Leigh Ann Corso, OT, demonstrates using a reacher assistive device.

After a period of immobility, the body loses the muscle strength and endurance, balance, or cardiopulmonary stamina that it needs for the activities of daily living.  The ability to move in and out of and sustain positions such as bending, twisting, or reaching are necessary for self-care performance.

 

Occupational therapy’s goal is to restore independence. However, after a long hospitalization, we must first meet the patient where their capabilities are and then adjust to support their unique needs.

 

Frequently, the individual may need training in the use of adaptive equipment.  These are often long-handled tools to maximize their independence without compromising their safety. Reachers, dressing sticks, shoe-horns, sock aids, toileting aids, leg lifters, commodes, shower chairs, and bed rails are all examples of tools that can be integral to their treatment as they progress.

 

 

Modifying the Environment

 

We may also look at compensating through environmental modifications.
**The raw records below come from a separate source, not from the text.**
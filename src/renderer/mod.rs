//! Rendering module
//!
//! Turns simulation state into depth-tagged draw commands. Nothing here owns
//! a canvas: commands are issued against the host's [`Surface`].

pub mod colors;
pub mod command;
pub mod figure;
pub mod projection;
pub mod surface;

pub use colors::Color;
pub use command::{DrawCommand, Quad, Shadow, draw_all, sort_by_depth};
pub use figure::{Figure, FigureLayout, is_facing_viewer};
pub use projection::{Basis, TilemapOptions, tilemap_commands, top_quad_vertices};
pub use surface::{HAlign, RecordingSurface, Surface, SurfaceCall, VAlign};
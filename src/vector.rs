//! Vector helpers on top of `glam::Vec2`
//!
//! `Vec2` already covers arithmetic, dot product and length. The extension
//! trait adds rotation and magnitude adjustments used by the projection and
//! debug drawing code. Every method returns a new value.

use glam::Vec2;

/// Unit vector pointing right on screen
pub const RIGHT: Vec2 = Vec2::X;
/// Unit vector pointing down on screen
pub const DOWN: Vec2 = Vec2::Y;

pub trait Vec2Ext {
    /// Rotate counter-clockwise by `rad`
    fn rotated(self, rad: f32) -> Vec2;
    /// Same direction with magnitude `s` (zero stays zero)
    fn mag_set(self, s: f32) -> Vec2;
    /// Magnitude grown by `s` (zero stays zero)
    fn mag_added(self, s: f32) -> Vec2;
    /// Unit vector, or zero for a zero input
    fn normalized(self) -> Vec2;
    fn approx_eq(self, other: Vec2, eps: f32) -> bool;
}

impl Vec2Ext for Vec2 {
    #[inline]
    fn rotated(self, rad: f32) -> Vec2 {
        Vec2::from_angle(rad).rotate(self)
    }

    fn mag_set(self, s: f32) -> Vec2 {
        let mag = self.length();
        if mag == 0.0 { Vec2::ZERO } else { self * (s / mag) }
    }

    fn mag_added(self, s: f32) -> Vec2 {
        let mag = self.length();
        if mag == 0.0 {
            Vec2::ZERO
        } else {
            self * (1.0 + s / mag)
        }
    }

    #[inline]
    fn normalized(self) -> Vec2 {
        self.normalize_or_zero()
    }

    #[inline]
    fn approx_eq(self, other: Vec2, eps: f32) -> bool {
        (self - other).abs().max_element() <= eps
    }
}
For example, we may recommend that the patient dress lying down until they become strong enough to dress sitting up.  Next they would dress with arm support until they are able to sit without a rail or an armrest in a chair, toilet,  or at the edge of the bed.

 

By implementing strategies, the patient can conserve the energy that they will need for other tasks that are important to them.

 

In addition, the therapist will prescribe graded exercise to build the foundational skills needed for activities of daily living and reduce the patient’s risk for fall.

Education provided throughout the process will aim to decrease the risk for re-hospitalization and maximize the person’s ability to flourish in their home environment.